Contemporary deep learning approaches were implemented as stronger baseline methods to provide more rigorous comparative evaluation. Convolutional Neural Networks (CNNs) were applied separately to facial and audio data, followed by late fusion strategies to combine predictions from individual modalities. The CNN architectures included ResNet, EfficientNet, and Vision Transformer variants for facial analysis, and 1D CNN and WaveNet architectures for audio processing. Recurrent neural network baselines included LSTM and GRU networks processing concatenated multimodal features, with attention mechanisms to identify relevant temporal segments (Skibinska and Burget, 2021). Transformer-based models adapted for multimodal time series classification served as state-of-the-art comparisons, incorporating positional encoding schemes suitable for continuous temporal data and cross-modal attention mechanisms. Graph neural network baselines included GraphSAGE, Graph Attention Networks (GAT), and Graph Convolutional Networks (GCN) adapted for our multimodal temporal graph representation.
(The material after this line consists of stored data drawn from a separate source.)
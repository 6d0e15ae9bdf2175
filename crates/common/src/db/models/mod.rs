//! SeaORM entity models
//!
//! Database entities for StoryForge

mod training_job;
mod training_image;

pub use training_job::{
    parse_parent_ids,
    Entity as TrainingJobEntity,
    Model as TrainingJob,
    ActiveModel as TrainingJobActiveModel,
    Column as TrainingJobColumn,
    TrainingStatus,
};

pub use training_image::{
    Entity as TrainingImageEntity,
    Model as TrainingImage,
    ActiveModel as TrainingImageActiveModel,
    Column as TrainingImageColumn,
    ImageRegistrationStatus,
};
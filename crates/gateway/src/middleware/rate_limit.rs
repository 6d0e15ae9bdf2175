//! Rate limiting middleware using token bucket algorithm

use axum::{extract::Request, middleware::Next, response::Response};
use governor::{
    clock::QuantaClock,
    state::{InMemoryState, NotKeyed},
    Quota, RateLimiter,
};
use std::num::NonZeroU32;
use std::sync::Arc;
use storyforge_common::errors::AppError;

/// Rate limiter using governor crate
pub type GlobalRateLimiter = RateLimiter<NotKeyed, InMemoryState, QuantaClock>;

/// Create a new rate limiter; `None` when either bound is zero
pub fn create_rate_limiter(requests_per_second: u32, burst: u32) -> Option<Arc<GlobalRateLimiter>> {
    let rate = NonZeroU32::new(requests_per_second)?;
    let burst = NonZeroU32::new(burst)?;
    let quota = Quota::per_second(rate).allow_burst(burst);

    Some(Arc::new(RateLimiter::direct(quota)))
}

/// Rate limiting middleware
pub async fn rate_limit_middleware(
    limiter: Arc<GlobalRateLimiter>,
    limit: u32,
    request: Request,
    next: Next,
) -> Result<Response, AppError> {
    match limiter.check() {
        Ok(_) => Ok(next.run(request).await),
        Err(_) => {
            tracing::warn!(path = %request.uri().path(), "Rate limit exceeded");
            Err(AppError::RateLimited { limit })
        }
    }
}
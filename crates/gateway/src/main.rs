//! StoryForge API Gateway
//!
//! Entry point for training provider webhooks and operator requests.
//! Handles:
//! - Webhook reconciliation and background derivative registration
//! - Job and provenance lookup
//! - Admin-triggered registration retries
//! - Observability (logging, metrics)

mod app;
mod handlers;
mod middleware;

use metrics_exporter_prometheus::{Matcher, PrometheusBuilder};
use std::net::SocketAddr;
use std::sync::Arc;
use storyforge_common::{
    config::{AppConfig, ObservabilityConfig},
    db::{DbPool, Repository},
    metrics::{self, LATENCY_BUCKETS, METRICS_PREFIX, REGISTRATION_BUCKETS},
    registration::create_registration_client,
    ProvenanceStore,
};
use tokio::signal;
use tracing::info;
use tracing_subscriber::EnvFilter;

#[tokio::main]
async fn main() -> anyhow::Result<()> {
    // Load environment variables
    dotenvy::dotenv().ok();

    // Load configuration
    let config = Arc::new(AppConfig::load()?);

    init_tracing(&config.observability);

    info!("Starting StoryForge API Gateway v{}", storyforge_common::VERSION);

    // Initialize metrics
    if config.observability.metrics_port != 0 {
        install_metrics_exporter(config.observability.metrics_port)?;
    }
    metrics::register_metrics();

    // Initialize database connection
    let db = DbPool::new(&config.database).await?;
    if config.database.run_migrations {
        db.run_migrations().await?;
    }
    let store: Arc<dyn ProvenanceStore> = Arc::new(Repository::new(db));

    let client = create_registration_client(&config.registration)?;
    info!(provider = client.provider(), "Registration client ready");

    let state = app::AppState::build(config.clone(), store, client);
    let router = app::create_router(state);

    // Start the server
    let addr: SocketAddr = format!("{}:{}", config.server.host, config.server.port).parse()?;
    info!("Listening on {}", addr);

    let listener = tokio::net::TcpListener::bind(addr).await?;

    axum::serve(listener, router)
        .with_graceful_shutdown(shutdown_signal())
        .await?;

    info!("Server shutdown complete");
    Ok(())
}

fn init_tracing(config: &ObservabilityConfig) {
    let filter = EnvFilter::try_from_default_env()
        .unwrap_or_else(|_| EnvFilter::new(&config.log_level));

    let builder = tracing_subscriber::fmt()
        .with_env_filter(filter)
        .with_target(true);

    if config.json_logging {
        builder.json().init();
    } else {
        builder.init();
    }
}

fn install_metrics_exporter(port: u16) -> anyhow::Result<()> {
    PrometheusBuilder::new()
        .with_http_listener(SocketAddr::from(([0, 0, 0, 0], port)))
        .set_buckets_for_metric(
            Matcher::Full(format!("{}_request_duration_seconds", METRICS_PREFIX)),
            LATENCY_BUCKETS,
        )?
        .set_buckets_for_metric(
            Matcher::Full(format!("{}_registration_duration_seconds", METRICS_PREFIX)),
            REGISTRATION_BUCKETS,
        )?
        .install()?;

    info!(port, "Prometheus exporter listening");
    Ok(())
}

/// Graceful shutdown signal handler
async fn shutdown_signal() {
    let ctrl_c = async {
        signal::ctrl_c()
            .await
            .expect("failed to install Ctrl+C handler");
    };

    #[cfg(unix)]
    let terminate = async {
        signal::unix::signal(signal::unix::SignalKind::terminate())
            .expect("failed to install signal handler")
            .recv()
            .await;
    };

    #[cfg(not(unix))]
    let terminate = std::future::pending::<()>();

    tokio::select! {
        _ = ctrl_c => info!("Received Ctrl+C, starting shutdown..."),
        _ = terminate => info!("Received SIGTERM, starting shutdown..."),
    }
}
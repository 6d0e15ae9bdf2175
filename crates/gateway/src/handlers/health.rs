//! Health check handlers

use crate::app::AppState;
use axum::{extract::State, http::StatusCode, Json};
use serde::Serialize;

#[derive(Serialize)]
pub struct HealthResponse {
    pub status: String,
    pub version: &'static str,
}

#[derive(Serialize)]
pub struct ReadyResponse {
    pub status: String,
    pub checks: HealthChecks,
}

#[derive(Serialize)]
pub struct HealthChecks {
    pub database: CheckResult,
}

#[derive(Serialize)]
pub struct CheckResult {
    pub status: String,
    #[serde(skip_serializing_if = "Option::is_none")]
    pub latency_ms: Option<u64>,
    #[serde(skip_serializing_if = "Option::is_none")]
    pub error: Option<String>,
}

/// Liveness probe - always returns healthy if server is running
pub async fn health() -> Json<HealthResponse> {
    Json(HealthResponse {
        status: "healthy".to_string(),
        version: storyforge_common::VERSION,
    })
}

/// Readiness probe - checks the provenance store
pub async fn ready(State(state): State<AppState>) -> (StatusCode, Json<ReadyResponse>) {
    let start = std::time::Instant::now();

    let db_check = match state.store.ping().await {
        Ok(_) => CheckResult {
            status: "up".to_string(),
            latency_ms: Some(start.elapsed().as_millis() as u64),
            error: None,
        },
        Err(e) => CheckResult {
            status: "down".to_string(),
            latency_ms: None,
            error: Some(e.to_string()),
        },
    };

    let all_healthy = db_check.status == "up";
    let code = if all_healthy {
        StatusCode::OK
    } else {
        StatusCode::SERVICE_UNAVAILABLE
    };

    (
        code,
        Json(ReadyResponse {
            status: if all_healthy { "ready" } else { "not_ready" }.to_string(),
            checks: HealthChecks { database: db_check },
        }),
    )
}
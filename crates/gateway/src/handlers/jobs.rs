//! Training job lookup handlers

use crate::app::AppState;
use axum::{
    extract::{Path, State},
    Json,
};
use serde::Serialize;
use storyforge_common::{
    errors::{AppError, Result},
    store::{find_parent_ip_set, JobWithImages, ProvenanceFlow},
    MAX_PARENT_IPS,
};
use uuid::Uuid;

#[derive(Serialize)]
pub struct ImageResponse {
    pub id: Uuid,
    pub display_order: i32,
    #[serde(skip_serializing_if = "Option::is_none")]
    pub image_url: Option<String>,
    pub registration_status: String,
    #[serde(skip_serializing_if = "Option::is_none")]
    pub story_ip_id: Option<String>,
}

#[derive(Serialize)]
pub struct RegistrationState {
    #[serde(skip_serializing_if = "Option::is_none")]
    pub ip_id: Option<String>,
    #[serde(skip_serializing_if = "Option::is_none")]
    pub tx_hash: Option<String>,
    pub parent_ip_ids: Vec<String>,
    pub failed: bool,
    #[serde(skip_serializing_if = "Option::is_none")]
    pub failure_reason: Option<String>,
    #[serde(skip_serializing_if = "Option::is_none")]
    pub failed_at: Option<String>,
}

/// Job status response
#[derive(Serialize)]
pub struct JobResponse {
    pub job_id: Uuid,
    #[serde(skip_serializing_if = "Option::is_none")]
    pub external_id: Option<String>,
    pub status: String,
    #[serde(skip_serializing_if = "Option::is_none")]
    pub trigger_word: Option<String>,
    #[serde(skip_serializing_if = "Option::is_none")]
    pub steps: Option<i32>,
    #[serde(skip_serializing_if = "Option::is_none")]
    pub captioning: Option<String>,
    #[serde(skip_serializing_if = "Option::is_none")]
    pub output_url: Option<String>,
    #[serde(skip_serializing_if = "Option::is_none")]
    pub error_message: Option<String>,
    #[serde(skip_serializing_if = "Option::is_none")]
    pub started_at: Option<String>,
    #[serde(skip_serializing_if = "Option::is_none")]
    pub completed_at: Option<String>,
    pub created_at: String,
    pub registration: RegistrationState,
    pub images: Vec<ImageResponse>,
}

impl From<JobWithImages> for JobResponse {
    fn from(found: JobWithImages) -> Self {
        let job = found.job;
        let parent_ip_ids = job.parent_ip_ids();

        Self {
            job_id: job.id,
            external_id: job.replicate_job_id,
            status: job.status,
            trigger_word: job.trigger_word,
            steps: job.steps,
            captioning: job.captioning,
            output_url: job.output_url,
            error_message: job.error_message,
            started_at: job.started_at.map(|dt| dt.to_rfc3339()),
            completed_at: job.completed_at.map(|dt| dt.to_rfc3339()),
            created_at: job.created_at.to_rfc3339(),
            registration: RegistrationState {
                ip_id: job.ip_id,
                tx_hash: job.registration_tx_hash,
                parent_ip_ids,
                failed: job.registration_failed,
                failure_reason: job.registration_failure_reason,
                failed_at: job.registration_failed_at.map(|dt| dt.to_rfc3339()),
            },
            images: found
                .images
                .into_iter()
                .map(|image| ImageResponse {
                    id: image.id,
                    display_order: image.display_order,
                    image_url: image.image_url,
                    registration_status: image.registration_status,
                    story_ip_id: image.story_ip_id,
                })
                .collect(),
        }
    }
}

/// Resolved provenance for a job
#[derive(Serialize)]
pub struct ProvenanceResponse {
    pub job_id: Uuid,
    #[serde(skip_serializing_if = "Option::is_none")]
    pub external_id: Option<String>,
    pub flow: Option<ProvenanceFlow>,
    pub parent_ip_ids: Vec<String>,
    pub parents_total: usize,
    /// How many parents a registration would submit
    pub parents_submitted: usize,
    #[serde(skip_serializing_if = "Option::is_none")]
    pub ip_id: Option<String>,
}

async fn load(state: &AppState, reference: &str) -> Result<JobWithImages> {
    state
        .store
        .resolve_job(reference)
        .await?
        .ok_or_else(|| AppError::JobNotFound {
            id: reference.to_string(),
        })
}

/// Get a job by internal id or provider id
pub async fn get_job(
    State(state): State<AppState>,
    Path(reference): Path<String>,
) -> Result<Json<JobResponse>> {
    let job = load(&state, &reference).await?;
    Ok(Json(job.into()))
}

pub async fn get_provenance(
    State(state): State<AppState>,
    Path(reference): Path<String>,
) -> Result<Json<ProvenanceResponse>> {
    let job = load(&state, &reference).await?;
    let parents = find_parent_ip_set(&job);

    Ok(Json(ProvenanceResponse {
        job_id: job.job.id,
        external_id: job.job.replicate_job_id.clone(),
        flow: parents.flow,
        parents_total: parents.len(),
        parents_submitted: parents.len().min(MAX_PARENT_IPS),
        parent_ip_ids: parents.ip_ids,
        ip_id: job.job.ip_id,
    }))
}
These methods provided direct comparisons to our approach while using simpler graph construction strategies and standard message passing mechanisms without the specialized temporal and cross-modal components of our proposed framework.

3.3 Evaluation metrics and experimental protocol

The evaluation framework for our multimodal dynamic graph neural network encompasses a comprehensive suite of performance metrics designed to assess the model's effectiveness across multiple dimensions relevant to clinical sleep monitoring applications. The classification performance is primarily evaluated using standard accuracy metrics, where the overall accuracy is computed as $Accuracy = \frac{1}{T} \sum_{t = 1}^{T} 𝕀 [{\hat{y}}_{t} = y_{t}]$ , representing the proportion of correctly classified time steps across the entire temporal sequence. Beyond overall accuracy, we compute precision and recall for each sleep disorder category k using the formulations ${Precision}_{k} = \frac{T P_{k}}{T P_{k} + F P_{k}}$ and ${Recall}_{k} = \frac{T P_{k}}{T P_{k} + F N_{k}}$ , where TP_k, FP_k, and FN_k denote true positives, false positives, and false negatives for category k, respectively. The F1-score, computed as $F 1_{k} = \frac{2 \cdot {Precision}_{k} \cdot {Recall}_{k}}{{Precision}_{k} + {Recall}_{k}}$ , provides a balanced measure that is particularly important for handling class imbalance inherent in sleep disorder datasets.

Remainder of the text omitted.